Of course it'd make sense to avoid duplicating the same error message across
all contexts, but that could be addressed using a mcxt.c helper function to
deal with the allocation failure case.

E.g the existing cases like

    block = (AllocBlock) malloc(blksize);
    if (block == NULL)
        return NULL;

could become something like
    block = (AllocBlock) malloc(blksize);
    if (unlikely(block == NULL))
        return MemoryContextAllocationFailure(context, size, flags);


The trick of avoiding stack frame setup does not just apply to wrapper
functions like palloc(). It even can apply to AllocSetAlloc() itself! If one
separates out the "slow paths" from the "fast paths" of AllocSetAlloc(), the
fast path can avoid needing the stack frame, for the price of the slow paths
being a tiny bit slower. Often the generated code turns out to be better,
because the register allocation pressure is lower in the fast path.

For that to work, the paths of AllocSetAlloc() that call malloc() need to be
separated out. As we obviously need to process malloc()'s result, the call to
malloc cannot be a tail call. So we need to split out two paths:
1) handling of large allocations
2) running out of space in the current block / having no block

To actually benefit from the optimization, those paths need to actually return
the allocated memory. And they need to be marked pg_noinline, otherwise the
compiler won't get the message...

I think this actually makes the aset.c code a good bit more readable, and
highlights where in AllocSetAlloc() adding instructions hurts, and where its
fine.

I have *not* carefully benchmarked this, but a quick implementation of this
does seem to increase readonly pgbench tps at a small scale by 2-3% (both
-Mprepared/simple). Despite not being an all that pgbench bound workload.


Rough prototype patch for the above attached.

Comments?


A slightly tangential improvement would be to move the memset() in palloc0()
et al do into a static inline. There's two benefits of that:

1) compilers can generate much better code for memset() if the length is known
   - instead of a function call with length dispatch replace that with a
   handful of instructions doing the zeroing for the precise length.
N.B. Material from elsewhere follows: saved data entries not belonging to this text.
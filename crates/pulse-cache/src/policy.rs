//! Per-key durable write policies.

use std::fmt;
use std::sync::Arc;
use std::time::Duration;

use pulse_core::Payload;

type Acceptor = Arc<dyn Fn(&Payload) -> bool + Send + Sync>;

/// Decides how a key interacts with the durable store.
///
/// A key without a policy never touches the store. With a policy, a
/// durable record younger than `max_age` is served when the in-memory
/// entry is missing, and fetched values passing the acceptance check are
/// written back.
///
/// # Example
///
/// ```
/// use std::time::Duration;
/// use pulse_cache::WritePolicy;
/// use serde_json::json;
///
/// let policy = WritePolicy::positive_field(Duration::from_secs(600), "balance");
/// assert!(policy.accepts(&json!({"balance": 12.5})));
/// assert!(!policy.accepts(&json!({"balance": 0})));
/// ```
#[derive(Clone)]
pub struct WritePolicy {
    max_age: Duration,
    accept: Acceptor,
}

impl WritePolicy {
    /// Creates a policy that persists every fetched value.
    pub fn new(max_age: Duration) -> Self {
        Self {
            max_age,
            accept: Arc::new(|_| true),
        }
    }

    /// Persists only payloads whose numeric `field` is greater than zero.
    ///
    /// Numbers encoded as strings are accepted too.
    pub fn positive_field(max_age: Duration, field: impl Into<String>) -> Self {
        let field = field.into();
        Self::new(max_age).accept_when(move |payload| {
            payload
                .get(&field)
                .and_then(|v| v.as_f64().or_else(|| v.as_str()?.parse().ok()))
                .is_some_and(|v| v > 0.0)
        })
    }

    /// Replaces the acceptance check.
    pub fn accept_when(
        mut self,
        accept: impl Fn(&Payload) -> bool + Send + Sync + 'static,
    ) -> Self {
        self.accept = Arc::new(accept);
        self
    }

    /// Maximum age of a durable record that may still be served.
    pub fn max_age(&self) -> Duration {
        self.max_age
    }

    /// Returns true if `payload` should be persisted.
    pub fn accepts(&self, payload: &Payload) -> bool {
        (self.accept)(payload)
    }
}

impl fmt::Debug for WritePolicy {
    fn fmt(&self, f: &mut fmt::Formatter<'_>) -> fmt::Result {
        f.debug_struct("WritePolicy")
            .field("max_age", &self.max_age)
            .finish_non_exhaustive()
    }
}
2) compilers can often optimize away [part of ]the overhead of needing to do
   the memset, as many callers will go on to overwrite a good portion of the
   zeroed data.


Greetings,

Andres Freund

Attachment
On Tue, 20 Jul 2021 at 08:00, Andres Freund <andres@anarazel.de> wrote:
> I have *not* carefully benchmarked this, but a quick implementation of this
> does seem to increase readonly pgbench tps at a small scale by 2-3% (both

Interesting.

I've not taken the time to study the patch but I was running some
other benchmarks today on a small scale pgbench readonly test and I
took this patch for a spin to see if I could see the same performance
gains.

This is an AMD 3990x machine that seems to get the most throughput
from pgbench with 132 processes

I did: pgbench -T 240 -P 10 -c 132 -j 132 -S -M prepared
--random-seed=12345 postgres

master = dd498998a

Master: 3816959.53 tps
Patched: 3820723.252 tps

I didn't quite get the same 2-3% as you did, but it did come out
faster than on master.

David

Attachment
Hi,

On 2021-07-20 16:50:09 +1200, David Rowley wrote:
> I've not taken the time to study the patch but I was running some
> other benchmarks today on a small scale pgbench readonly test and I
> took this patch for a spin to see if I could see the same performance
> gains.

Thanks!


> This is an AMD 3990x machine that seems to get the most throughput
> from pgbench with 132 processes
> 
> I did: pgbench -T 240 -P 10 -c 132 -j 132 -S -M prepared
> --random-seed=12345 postgres
> 
> master = dd498998a
> 
> Master: 3816959.53 tps
> Patched: 3820723.252 tps
> 
> I didn't quite get the same 2-3% as you did, but it did come out
> faster than on master.

It would not at all be suprising to me if AMD in recent microarchitectures did
a better job at removing stack management overview (e.g. by better register
renaming, or by resolving dependencies on %rsp in a smarter way) than Intel
has. This was on a Cascade Lake CPU (xeon 5215), which, despite being released
in 2019, effectively is a moderately polished (or maybe shoehorned)
microarchitecture from 2015 due to all the Intel troubles. Whereas Zen2 is
from 2019.

It's also possible that my attempts at avoiding the stack management just
didn't work on your compiler. Either due to vendor (I know that gcc is better
at it than clang), version, or compiler flags (e.g. -fno-omit-frame-pointer
could make it harder, -fno-optimize-sibling-calls would disable it).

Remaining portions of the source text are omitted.